→ **Available data**:
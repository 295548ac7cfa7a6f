use crate::epub::util::{NCX, epub2, epub3, epub3_with_nav, spine_only};
use pagebound::Epub;
use pagebound::epub::{Toc, TocSource};

fn outline(toc: &Toc) -> Vec<(usize, &str, Option<&str>, Option<&str>)> {
    toc.flatten()
        .map(|(depth, node)| (depth, node.title(), node.href(), node.fragment()))
        .collect()
}

fn nested_nav(depth: usize) -> String {
    let mut nav = String::from(r#"<html><body><nav epub:type="toc"><ol>"#);

    for level in 0..depth {
        nav.push_str(&format!(r#"<li><a href="../Text/c1.xhtml#l{level}">Level {level}</a><ol>"#));
    }
    for _ in 0..depth {
        nav.push_str("</ol></li>");
    }
    nav.push_str("</ol></nav></body></html>");
    nav
}

#[test]
fn test_navigation_document_preferred_over_ncx() {
    let epub = epub3().open();
    let toc = epub.toc();

    assert_eq!(TocSource::Navigation, toc.source());
    assert_eq!(Some("Contents"), toc.title());
    // Hrefs are relative to the navigation document, not the package document
    assert_eq!(
        vec![
            (0, "Chapter One", Some("OEBPS/Text/c1.xhtml"), None),
            (0, "Chapter Two", Some("OEBPS/Text/chapter 2.xhtml"), None),
            (1, "Part 1", Some("OEBPS/Text/chapter 2.xhtml"), Some("part-1")),
            (0, "Appendix", Some("OEBPS/Text/c3.xhtml"), None),
        ],
        outline(toc),
    );
}

#[test]
fn test_toc_hrefs_map_to_chapters() {
    let epub = epub3().open();
    let chapters: Vec<_> = epub
        .toc()
        .flatten()
        .map(|(_, node)| node.href().and_then(|href| epub.chapter_index_of(href)))
        .collect();

    assert_eq!(vec![Some(0), Some(1), Some(1), Some(2)], chapters);
    assert_eq!(None, epub.chapter_index_of("OEBPS/Styles/style.css"));
}

#[test]
fn test_empty_navigation_falls_through_to_ncx() {
    let nav = r#"<html><body><nav epub:type="toc"><h1>Contents</h1><ol/></nav></body></html>"#;
    let epub = epub3_with_nav(nav).open();
    let toc = epub.toc();

    assert_eq!(TocSource::Ncx, toc.source());
    assert_eq!(Some("Pagebound Sample"), toc.title());
    assert_eq!(
        vec![
            (0, "NCX Chapter One", Some("OEBPS/Text/c1.xhtml"), None),
            (0, "NCX Chapter Two", Some("OEBPS/Text/chapter 2.xhtml"), None),
        ],
        outline(toc),
    );
}

#[test]
fn test_unparsable_navigation_falls_through_to_ncx() {
    let nav = r#"<html><body><nav epub:type="toc"><ol><li><a href="../Text/c1.xhtml">One</a></li><li><a href="../Text/c2.xhtml""#;
    let epub = epub3_with_nav(nav).open();

    assert_eq!(TocSource::Ncx, epub.toc().source());
}

#[test]
fn test_ncx_only() {
    let epub = epub2().open();
    let toc = epub.toc();

    assert_eq!(TocSource::Ncx, toc.source());
    // The NCX sits at the container root alongside the package document
    assert_eq!(
        vec![Some("Text/c1.xhtml"), Some("Text/chapter 2.xhtml")],
        toc.nodes().iter().map(|node| node.href()).collect::<Vec<_>>(),
    );
    assert_eq!(Some(1), epub.chapter_index_of(toc.nodes()[1].href().unwrap()));
}

#[test]
fn test_ncx_found_by_media_type() {
    let manifest = r#"
        <item id="c1" href="Text/c1.xhtml" media-type="application/xhtml+xml"/>
        <item id="c2" href="Text/chapter%202.xhtml" media-type="application/xhtml+xml"/>
        <item id="contents" href="toc.ncx" media-type="application/x-dtbncx+xml"/>
    "#;
    let spines = [
        r#"<spine><itemref idref="c1"/><itemref idref="c2"/></spine>"#,
        r#"<spine toc="missing"><itemref idref="c1"/><itemref idref="c2"/></spine>"#,
    ];

    for spine in spines {
        let epub = spine_only(manifest, spine).file("OEBPS/toc.ncx", NCX).open();
        let toc = epub.toc();

        assert_eq!(TocSource::Ncx, toc.source(), "{spine}");
        assert_eq!(
            vec![
                (0, "NCX Chapter One", Some("OEBPS/Text/c1.xhtml"), None),
                (0, "NCX Chapter Two", Some("OEBPS/Text/chapter 2.xhtml"), None),
            ],
            outline(toc),
        );
    }
}

#[test]
fn test_spine_fallback() {
    let manifest = r#"
        <item id="c3" href="Text/c3.xhtml" media-type="application/xhtml+xml"/>
        <item id="nav" href="missing/nav.xhtml" media-type="application/xhtml+xml" properties="nav"/>
        <item id="c1" href="Text/c1.xhtml" media-type="application/xhtml+xml"/>
        <item id="c2" href="Text/chapter%202.xhtml" media-type="application/xhtml+xml"/>
    "#;
    let spine = r#"<spine><itemref idref="c1"/><itemref idref="c2"/><itemref idref="c3"/></spine>"#;
    let epub = spine_only(manifest, spine).open();
    let toc = epub.toc();

    assert_eq!(TocSource::Spine, toc.source());
    assert_eq!(None, toc.title());
    assert_eq!(epub.chapter_count(), toc.len());
    assert_eq!(
        (0..epub.chapter_count())
            .map(|index| epub.chapter_href(index))
            .collect::<Vec<_>>(),
        toc.nodes().iter().map(|node| node.href()).collect::<Vec<_>>(),
    );
    assert_eq!(
        vec!["c1.xhtml", "chapter 2.xhtml", "c3.xhtml"],
        toc.nodes().iter().map(|node| node.title()).collect::<Vec<_>>(),
    );
    assert!(toc.nodes().iter().all(|node| node.is_leaf()));
}

#[test]
fn test_empty_toc() {
    let manifest = r#"<item id="c1" href="Text/c1.xhtml" media-type="application/xhtml+xml"/>"#;
    let epub = spine_only(manifest, "<spine/>").open();

    assert_eq!(0, epub.chapter_count());
    assert_eq!(TocSource::Empty, epub.toc().source());
    assert!(epub.toc().is_empty());
}

#[test]
fn test_nesting_depth_is_bounded() {
    let nav = nested_nav(200);

    let epub = epub3_with_nav(&nav).open();
    let depths: Vec<_> = epub.toc().flatten().map(|(depth, _)| depth).collect();
    assert_eq!(64, depths.len());
    assert_eq!(Some(&63), depths.last());

    let epub = epub3_with_nav(&nav).open_with(Epub::options().max_toc_depth(3));
    let toc = epub.toc();
    assert_eq!(TocSource::Navigation, toc.source());
    assert_eq!(
        vec![
            (0, "Level 0", Some("OEBPS/Text/c1.xhtml"), Some("l0")),
            (1, "Level 1", Some("OEBPS/Text/c1.xhtml"), Some("l1")),
            (2, "Level 2", Some("OEBPS/Text/c1.xhtml"), Some("l2")),
        ],
        outline(toc),
    );
}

→ **Problem to work on**:
Every entry is to be transcribed exactly as it stands.

→ **Problem solution**:
repository 295548ac7cfa7a6f
use crate::epub::util::{NCX, epub2, epub3, epub3_with_nav, spine_only};
use pagebound::Epub;
use pagebound::epub::{Toc, TocSource};

fn outline(toc: &Toc) -> Vec<(usize, &str, Option<&str>, Option<&str>)> {
    toc.flatten()
        .map(|(depth, node)| (depth, node.title(), node.href(), node.fragment()))
        .collect()
}

fn nested_nav(depth: usize) -> String {
    let mut nav = String::from(r#"<html><body><nav epub:type="toc"><ol>"#);

    for level in 0..depth {
        nav.push_str(&format!(r#"<li><a href="../Text/c1.xhtml#l{level}">Level {level}</a><ol>"#));
    }
    for _ in 0..depth {
        nav.push_str("</ol></li>");
    }
    nav.push_str("</ol></nav></body></html>");
    nav
}

#[test]
fn test_navigation_document_preferred_over_ncx() {
    let epub = epub3().open();
    let toc = epub.toc();

    assert_eq!(TocSource::Navigation, toc.source());
    assert_eq!(Some("Contents"), toc.title());
    // Hrefs are relative to the navigation document, not the package document
    assert_eq!(
        vec![
            (0, "Chapter One", Some("OEBPS/Text/c1.xhtml"), None),
            (0, "Chapter Two", Some("OEBPS/Text/chapter 2.xhtml"), None),
            (1, "Part 1", Some("OEBPS/Text/chapter 2.xhtml"), Some("part-1")),
            (0, "Appendix", Some("OEBPS/Text/c3.xhtml"), None),
        ],
        outline(toc),
    );
}

#[test]
fn test_toc_hrefs_map_to_chapters() {
    let epub = epub3().open();
    let chapters: Vec<_> = epub
        .toc()
        .flatten()
        .map(|(_, node)| node.href().and_then(|href| epub.chapter_index_of(href)))
        .collect();

    assert_eq!(vec![Some(0), Some(1), Some(1), Some(2)], chapters);
    assert_eq!(None, epub.chapter_index_of("OEBPS/Styles/style.css"));
}

#[test]
fn test_empty_navigation_falls_through_to_ncx() {
    let nav = r#"<html><body><nav epub:type="toc"><h1>Contents</h1><ol/></nav></body></html>"#;
    let epub = epub3_with_nav(nav).open();
    let toc = epub.toc();

    assert_eq!(TocSource::Ncx, toc.source());
    assert_eq!(Some("Pagebound Sample"), toc.title());
    assert_eq!(
        vec![
            (0, "NCX Chapter One", Some("OEBPS/Text/c1.xhtml"), None),
            (0, "NCX Chapter Two", Some("OEBPS/Text/chapter 2.xhtml"), None),
        ],
        outline(toc),
    );
}

#[test]
fn test_unparsable_navigation_falls_through_to_ncx() {
    let nav = r#"<html><body><nav epub:type="toc"><ol><li><a href="../Text/c1.xhtml">One</a></li><li><a href="../Text/c2.xhtml""#;
    let epub = epub3_with_nav(nav).open();

    assert_eq!(TocSource::Ncx, epub.toc().source());
}

#[test]
fn test_ncx_only() {
    let epub = epub2().open();
    let toc = epub.toc();

    assert_eq!(TocSource::Ncx, toc.source());
    // The NCX sits at the container root alongside the package document
    assert_eq!(
        vec![Some("Text/c1.xhtml"), Some("Text/chapter 2.xhtml")],
        toc.nodes().iter().map(|node| node.href()).collect::<Vec<_>>(),
    );
    assert_eq!(Some(1), epub.chapter_index_of(toc.nodes()[1].href().unwrap()));
}

#[test]
fn test_ncx_found_by_media_type() {
    let manifest = r#"
        <item id="c1" href="Text/c1.xhtml" media-type="application/xhtml+xml"/>
        <item id="c2" href="Text/chapter%202.xhtml" media-type="application/xhtml+xml"/>
        <item id="contents" href="toc.ncx" media-type="application/x-dtbncx+xml"/>
    "#;
    let spines = [
        r#"<spine><itemref idref="c1"/><itemref idref="c2"/></spine>"#,
        r#"<spine toc="missing"><itemref idref="c1"/><itemref idref="c2"/></spine>"#,
    ];

    for spine in spines {
        let epub = spine_only(manifest, spine).file("OEBPS/toc.ncx", NCX).open();
        let toc = epub.toc();

        assert_eq!(TocSource::Ncx, toc.source(), "{spine}");
        assert_eq!(
            vec![
                (0, "NCX Chapter One", Some("OEBPS/Text/c1.xhtml"), None),
                (0, "NCX Chapter Two", Some("OEBPS/Text/chapter 2.xhtml"), None),
            ],
            outline(toc),
        );
    }
}

#[test]
fn test_spine_fallback() {
    let manifest = r#"
        <item id="c3" href="Text/c3.xhtml" media-type="application/xhtml+xml"/>
        <item id="nav" href="missing/nav.xhtml" media-type="application/xhtml+xml" properties="nav"/>
        <item id="c1" href="Text/c1.xhtml" media-type="application/xhtml+xml"/>
        <item id="c2" href="Text/chapter%202.xhtml" media-type="application/xhtml+xml"/>
    "#;
    let spine = r#"<spine><itemref idref="c1"/><itemref idref="c2"/><itemref idref="c3"/></spine>"#;
    let epub = spine_only(manifest, spine).open();
    let toc = epub.toc();

    assert_eq!(TocSource::Spine, toc.source());
    assert_eq!(None, toc.title());
    assert_eq!(epub.chapter_count(), toc.len());
    assert_eq!(
        (0..epub.chapter_count())
            .map(|index| epub.chapter_href(index))
            .collect::<Vec<_>>(),
        toc.nodes().iter().map(|node| node.href()).collect::<Vec<_>>(),
    );
    assert_eq!(
        vec!["c1.xhtml", "chapter 2.xhtml", "c3.xhtml"],
        toc.nodes().iter().map(|node| node.title()).collect::<Vec<_>>(),
    );
    assert!(toc.nodes().iter().all(|node| node.is_leaf()));
}

#[test]
fn test_empty_toc() {
    let manifest = r#"<item id="c1" href="Text/c1.xhtml" media-type="application/xhtml+xml"/>"#;
    let epub = spine_only(manifest, "<spine/>").open();

    assert_eq!(0, epub.chapter_count());
    assert_eq!(TocSource::Empty, epub.toc().source());
    assert!(epub.toc().is_empty());
}

#[test]
fn test_nesting_depth_is_bounded() {
    let nav = nested_nav(200);

    let epub = epub3_with_nav(&nav).open();
    let depths: Vec<_> = epub.toc().flatten().map(|(depth, _)| depth).collect();
    assert_eq!(64, depths.len());
    assert_eq!(Some(&63), depths.last());

    let epub = epub3_with_nav(&nav).open_with(Epub::options().max_toc_depth(3));
    let toc = epub.toc();
    assert_eq!(TocSource::Navigation, toc.source());
    assert_eq!(
        vec![
            (0, "Level 0", Some("OEBPS/Text/c1.xhtml"), Some("l0")),
            (1, "Level 1", Some("OEBPS/Text/c1.xhtml"), Some("l1")),
            (2, "Level 2", Some("OEBPS/Text/c1.xhtml"), Some("l2")),
        ],
        outline(toc),
    );
}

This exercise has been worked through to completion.